Pues bien, en la más civilizada de las ciudades, vaya usted a saber cuántos niños padecen en estos mismos momentos el mismo martirio que la niña de Hackney y cuántos otros, venidos como ella del Congo, Angola y tantos otros países africanos son prostituidos o vendidos como esclavos por mafias inescrupulosas que, además, gracias a esos tráficos, amasan formidables fortunas. El profesor Hoskins explica que este tráfico se ha visto facilitado por la expansión del sida, que sólo en el Congo ha dejado huérfanos a decenas de miles de niños que viven en las calles de las aldeas o en el bosque y que son presas fáciles de las mafias que, con el pretexto de protegerlos, les fabrican papeles, les procuran padres adoptivos y los traen a Europa, a veces por medios legales y otros ilegales, donde los convierten en mercancías. La barbarie pura en el corazón mismo de la civilización.

¿Tiene un remedio pronto esta pavorosa realidad? En lo inmediato, ninguno, por desgracia. Ni las autoridades están en condiciones de añadir a sus filas los miles de miles de detectives y agentes que se necesitarían para ejercer una vigilancia más estricta en todas las comunidades y hogares que practican el exorcismo de los niños poseídos por el ndoki ni las organizaciones de derechos humanos, protección a la infancia y ayuda al inmigrante cuentan con los medios, ni con la activa colaboración de los vecinos de los barrios marginales, para poner fin en un futuro inmediato a esa plaga secreta.

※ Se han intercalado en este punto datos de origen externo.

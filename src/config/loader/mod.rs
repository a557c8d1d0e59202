use crate::config::Config;
use crate::utils::{ensure_dir, get_bulletin_home};
use anyhow::{Context, Result};
use fs2::FileExt;
use std::fs;
use std::path::{Path, PathBuf};
use tracing::{debug, warn};

pub fn get_config_path() -> Result<PathBuf> {
    Ok(get_bulletin_home()?.join("config.json"))
}

pub fn load_config(config_path: Option<&Path>) -> Result<Config> {
    let default_path = get_config_path().unwrap_or_else(|_| PathBuf::from("config.json"));
    let path = config_path.unwrap_or(default_path.as_path());

    let mut config = if path.exists() {
        // Shared lock: concurrent readers are fine, writers hold the exclusive lock
        let file = fs::File::open(path)
            .with_context(|| format!("Failed to open config at {}", path.display()))?;
        file.lock_shared()
            .with_context(|| "Failed to acquire shared lock on config file")?;

        let content = fs::read_to_string(path)
            .with_context(|| format!("Failed to read config from {}", path.display()))?;

        check_file_permissions(path);

        serde_json::from_str::<Config>(&content)
            .with_context(|| format!("Failed to parse config JSON from {}", path.display()))?
    } else {
        debug!("no config at {}, using defaults", path.display());
        Config::default()
    };

    apply_env_overrides(&mut config);

    config
        .validate()
        .with_context(|| "Configuration validation failed")?;
    Ok(config)
}

/// Environment variables take precedence over values from config.json.
pub fn apply_env_overrides(config: &mut Config) {
    if let Ok(url) = std::env::var("BULLETIN_CONTENT_BASE_URL")
        && !url.trim().is_empty()
    {
        config.content.base_url = url.trim().to_string();
    }
    if let Ok(key) = std::env::var("BULLETIN_CONTENT_API_KEY")
        && !key.trim().is_empty()
    {
        config.content.api_key = Some(key.trim().to_string());
    }
}

/// Warn if the config file (which may hold the content API key) is group/world readable.
#[cfg(unix)]
fn check_file_permissions(path: &Path) {
    use std::os::unix::fs::PermissionsExt;

    if let Ok(meta) = fs::metadata(path) {
        let mode = meta.permissions().mode();
        if mode & 0o077 != 0 {
            warn!(
                "config file {} has permissions {:o}, recommend 0600",
                path.display(),
                mode & 0o777
            );
        }
    }
}

#[cfg(not(unix))]
fn check_file_permissions(_path: &Path) {}

pub fn save_config(config: &Config, config_path: Option<&Path>) -> Result<()> {
    let default_path = get_config_path().unwrap_or_else(|_| PathBuf::from("config.json"));
    let path = config_path.unwrap_or(default_path.as_path());

    ensure_dir(path.parent().context("Config path has no parent")?)?;

    // atomic_write() renames over the original inode, so the lock lives in a
    // sibling file that survives the rename.
    let lock_path = path.with_extension("json.lock");
    let lock_file = fs::OpenOptions::new()
        .create(true)
        .write(true)
        .truncate(true)
        .open(&lock_path)
        .with_context(|| format!("Failed to create lock file at {}", lock_path.display()))?;
    lock_file
        .lock_exclusive()
        .with_context(|| "Failed to acquire exclusive lock on config lock file")?;

    let content = serde_json::to_string_pretty(config)?;
    crate::utils::atomic_write(path, &content)
        .with_context(|| format!("Failed to write config to {}", path.display()))?;

    #[cfg(unix)]
    {
        use std::os::unix::fs::PermissionsExt;
        let _ = fs::set_permissions(path, fs::Permissions::from_mode(0o600));
    }

    Ok(())
}

#[cfg(test)]
mod tests;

El remedio, si viene, vendrá en el futuro, dentro del marco de una política de integración del inmigrante que, a la vez que facilite la adaptación de éste a su nuevo ambiente y lo familiarice con los derechos y deberes inherentes a un ciudadano de una sociedad democrática, le proporcione la ayuda indispensable para que esa reconversión cultural se lleve a cabo sin desgarramientos ni traumas. Para que eso llegue a ocurrir, pasarán todavía muchos años.

Y, entretanto, seguirán ocurriendo muchas barbaridades en el seno de la civilizada Londres (léase Europa). La historia de la niña mártir de Hackney ha tenido un final feliz, menos mal. Se ha recuperado de todas sus heridas y ahora rehace su vida en el hogar de unos padres adoptivos que, según la policía, la adoran. Sus tres torturadores, su madre, su tía Sita Kisanga y Sebastián Pinto, que han sido encontrados culpables por el tribunal de Old Bailey que los juzgó, recibirán en estos días unas condenas que los mantendrán algunos años en la cárcel.

¿Debemos alegrarnos de que, al menos esta vez, se haya hecho justicia? La verdad, no hay nada de qué alegrarse. Se ha hecho justicia en la forma, sin duda, pero, en el fondo, no lo creo. Lo probable es que esos tres infelices estén totalmente aturdidos y sin comprender nada de lo que les ocurre. Es evidente que ninguno de los tres quería hacerle el menor daño a la niña que brutalizaron; sus golpes y ferocidades iban dirigidos contra el ndoki que se había instalado en ella, un ser que sin duda los hacía vivir en el terror y envenenaba cada segundo de sus vidas. Ahora, rumbo a los calabozos, debe decirse que el ndoki ya no sólo se ha metido en el cuerpecito de esa criatura, que ahora sus miasmas y ponzoñas impregnan todo lo que los rodea, Londres, Europa, el mundo entero.